Would you output the entries below only from the line containing "filename backend/src/inbound/http/mod.rs" through the line containing "sharing their prefix.", exactly as they stand and with both ends included?

|---|

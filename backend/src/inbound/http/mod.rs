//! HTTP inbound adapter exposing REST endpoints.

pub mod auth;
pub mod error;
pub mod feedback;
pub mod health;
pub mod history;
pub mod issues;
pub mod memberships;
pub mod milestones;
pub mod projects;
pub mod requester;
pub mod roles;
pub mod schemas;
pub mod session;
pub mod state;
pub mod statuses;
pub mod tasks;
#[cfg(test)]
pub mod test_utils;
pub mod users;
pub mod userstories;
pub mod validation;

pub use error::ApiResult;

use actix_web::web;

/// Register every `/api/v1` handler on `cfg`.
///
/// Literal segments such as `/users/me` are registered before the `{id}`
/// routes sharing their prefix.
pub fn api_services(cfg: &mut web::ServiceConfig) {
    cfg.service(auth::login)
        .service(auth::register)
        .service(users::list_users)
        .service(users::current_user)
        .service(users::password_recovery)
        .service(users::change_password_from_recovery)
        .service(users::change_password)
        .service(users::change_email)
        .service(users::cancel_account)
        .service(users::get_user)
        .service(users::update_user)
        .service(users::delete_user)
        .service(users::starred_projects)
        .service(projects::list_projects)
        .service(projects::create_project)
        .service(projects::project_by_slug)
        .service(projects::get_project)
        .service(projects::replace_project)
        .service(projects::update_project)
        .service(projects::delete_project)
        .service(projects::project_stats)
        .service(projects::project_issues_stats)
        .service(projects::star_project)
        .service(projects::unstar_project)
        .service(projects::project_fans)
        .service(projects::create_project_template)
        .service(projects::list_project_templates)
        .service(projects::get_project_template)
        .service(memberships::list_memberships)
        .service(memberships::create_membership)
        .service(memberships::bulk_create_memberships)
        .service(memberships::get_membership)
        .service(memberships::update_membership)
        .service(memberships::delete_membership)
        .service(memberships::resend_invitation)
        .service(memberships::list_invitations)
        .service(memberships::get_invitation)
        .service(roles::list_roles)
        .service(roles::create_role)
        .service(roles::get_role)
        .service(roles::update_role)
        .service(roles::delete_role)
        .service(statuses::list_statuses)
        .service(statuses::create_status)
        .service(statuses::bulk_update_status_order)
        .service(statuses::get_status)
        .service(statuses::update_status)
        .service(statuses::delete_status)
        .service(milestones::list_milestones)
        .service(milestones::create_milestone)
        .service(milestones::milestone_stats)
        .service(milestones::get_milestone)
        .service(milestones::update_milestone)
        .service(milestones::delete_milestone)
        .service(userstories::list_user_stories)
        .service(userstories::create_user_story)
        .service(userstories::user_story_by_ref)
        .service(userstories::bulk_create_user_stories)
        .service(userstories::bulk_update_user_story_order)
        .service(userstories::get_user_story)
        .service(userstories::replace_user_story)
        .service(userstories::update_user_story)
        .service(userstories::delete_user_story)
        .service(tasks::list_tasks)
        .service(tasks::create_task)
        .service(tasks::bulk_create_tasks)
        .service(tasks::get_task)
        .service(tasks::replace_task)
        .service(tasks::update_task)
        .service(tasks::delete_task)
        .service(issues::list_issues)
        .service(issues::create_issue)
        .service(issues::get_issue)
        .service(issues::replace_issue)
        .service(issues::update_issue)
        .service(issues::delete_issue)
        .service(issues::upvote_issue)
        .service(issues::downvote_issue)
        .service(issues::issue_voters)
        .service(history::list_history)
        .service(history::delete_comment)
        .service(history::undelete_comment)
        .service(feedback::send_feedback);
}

|---|

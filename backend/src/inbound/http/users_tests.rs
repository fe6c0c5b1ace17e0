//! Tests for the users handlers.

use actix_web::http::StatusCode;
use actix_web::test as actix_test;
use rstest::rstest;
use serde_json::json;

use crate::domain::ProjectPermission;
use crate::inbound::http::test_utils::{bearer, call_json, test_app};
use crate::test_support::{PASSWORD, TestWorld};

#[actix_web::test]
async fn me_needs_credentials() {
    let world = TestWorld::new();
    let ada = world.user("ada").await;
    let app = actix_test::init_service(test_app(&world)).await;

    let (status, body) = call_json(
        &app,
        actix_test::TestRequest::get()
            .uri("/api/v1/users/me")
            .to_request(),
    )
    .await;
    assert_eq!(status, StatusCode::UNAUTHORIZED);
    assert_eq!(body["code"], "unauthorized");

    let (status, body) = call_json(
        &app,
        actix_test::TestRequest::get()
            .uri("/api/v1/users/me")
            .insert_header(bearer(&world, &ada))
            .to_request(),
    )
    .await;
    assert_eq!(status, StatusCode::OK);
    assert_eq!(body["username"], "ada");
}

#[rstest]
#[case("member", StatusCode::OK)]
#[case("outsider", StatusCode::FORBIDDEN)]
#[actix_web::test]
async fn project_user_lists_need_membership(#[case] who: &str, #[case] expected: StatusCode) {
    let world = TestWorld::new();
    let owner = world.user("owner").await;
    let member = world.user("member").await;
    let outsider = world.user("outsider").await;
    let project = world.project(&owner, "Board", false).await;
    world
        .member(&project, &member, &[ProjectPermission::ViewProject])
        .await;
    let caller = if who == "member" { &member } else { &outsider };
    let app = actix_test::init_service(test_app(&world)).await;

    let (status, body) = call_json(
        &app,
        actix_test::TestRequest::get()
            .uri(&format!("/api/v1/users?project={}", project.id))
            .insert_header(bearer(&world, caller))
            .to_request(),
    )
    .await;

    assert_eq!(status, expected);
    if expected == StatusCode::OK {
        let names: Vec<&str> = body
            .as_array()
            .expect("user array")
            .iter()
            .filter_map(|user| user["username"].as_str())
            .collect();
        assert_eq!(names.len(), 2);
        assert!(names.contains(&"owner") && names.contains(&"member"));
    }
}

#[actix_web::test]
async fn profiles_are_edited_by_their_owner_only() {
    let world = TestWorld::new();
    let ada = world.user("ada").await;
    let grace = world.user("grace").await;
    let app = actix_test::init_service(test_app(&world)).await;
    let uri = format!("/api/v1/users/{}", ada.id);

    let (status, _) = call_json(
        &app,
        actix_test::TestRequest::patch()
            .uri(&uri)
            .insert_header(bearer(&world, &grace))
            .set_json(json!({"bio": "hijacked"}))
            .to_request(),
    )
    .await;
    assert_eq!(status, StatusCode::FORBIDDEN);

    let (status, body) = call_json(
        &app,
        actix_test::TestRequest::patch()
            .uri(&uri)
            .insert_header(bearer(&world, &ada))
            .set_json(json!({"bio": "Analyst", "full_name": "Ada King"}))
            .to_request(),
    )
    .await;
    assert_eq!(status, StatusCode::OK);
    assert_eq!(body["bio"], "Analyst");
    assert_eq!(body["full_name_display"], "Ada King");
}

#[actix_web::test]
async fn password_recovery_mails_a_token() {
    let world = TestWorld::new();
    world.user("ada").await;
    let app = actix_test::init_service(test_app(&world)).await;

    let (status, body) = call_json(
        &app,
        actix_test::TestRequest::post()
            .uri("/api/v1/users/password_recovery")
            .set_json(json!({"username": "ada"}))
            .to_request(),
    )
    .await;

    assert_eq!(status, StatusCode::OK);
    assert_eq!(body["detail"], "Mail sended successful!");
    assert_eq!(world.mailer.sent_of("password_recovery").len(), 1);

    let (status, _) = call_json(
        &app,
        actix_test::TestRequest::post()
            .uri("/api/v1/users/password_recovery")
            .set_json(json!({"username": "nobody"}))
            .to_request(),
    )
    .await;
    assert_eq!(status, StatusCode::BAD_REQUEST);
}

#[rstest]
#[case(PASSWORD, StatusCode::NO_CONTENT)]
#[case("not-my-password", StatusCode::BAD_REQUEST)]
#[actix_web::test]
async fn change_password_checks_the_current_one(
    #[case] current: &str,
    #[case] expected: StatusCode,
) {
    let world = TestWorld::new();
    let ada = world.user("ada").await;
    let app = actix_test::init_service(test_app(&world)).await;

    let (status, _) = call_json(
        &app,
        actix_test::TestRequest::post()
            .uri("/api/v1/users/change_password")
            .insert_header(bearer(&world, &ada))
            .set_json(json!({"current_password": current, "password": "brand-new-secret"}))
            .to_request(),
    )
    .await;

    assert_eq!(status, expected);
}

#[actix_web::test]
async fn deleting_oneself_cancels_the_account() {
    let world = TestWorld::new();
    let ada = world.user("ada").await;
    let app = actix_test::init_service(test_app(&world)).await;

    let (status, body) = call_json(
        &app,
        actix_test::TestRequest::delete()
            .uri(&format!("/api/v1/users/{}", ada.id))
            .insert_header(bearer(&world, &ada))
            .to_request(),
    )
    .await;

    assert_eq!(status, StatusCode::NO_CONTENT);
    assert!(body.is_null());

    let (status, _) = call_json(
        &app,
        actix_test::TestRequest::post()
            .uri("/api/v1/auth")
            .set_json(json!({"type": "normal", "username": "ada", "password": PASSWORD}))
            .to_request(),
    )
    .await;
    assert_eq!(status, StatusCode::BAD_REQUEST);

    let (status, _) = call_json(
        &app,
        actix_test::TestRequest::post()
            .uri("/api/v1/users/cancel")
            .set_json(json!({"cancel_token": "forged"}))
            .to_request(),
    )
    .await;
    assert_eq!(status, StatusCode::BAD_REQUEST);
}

|---|

# EXERCISE SOLUTION
filename backend/src/inbound/http/mod.rs
//! HTTP inbound adapter exposing REST endpoints.

pub mod auth;
pub mod error;
pub mod feedback;
pub mod health;
pub mod history;
pub mod issues;
pub mod memberships;
pub mod milestones;
pub mod projects;
pub mod requester;
pub mod roles;
pub mod schemas;
pub mod session;
pub mod state;
pub mod statuses;
pub mod tasks;
#[cfg(test)]
pub mod test_utils;
pub mod users;
pub mod userstories;
pub mod validation;

pub use error::ApiResult;

use actix_web::web;

/// Register every `/api/v1` handler on `cfg`.
///
/// Literal segments such as `/users/me` are registered before the `{id}`
/// routes sharing their prefix.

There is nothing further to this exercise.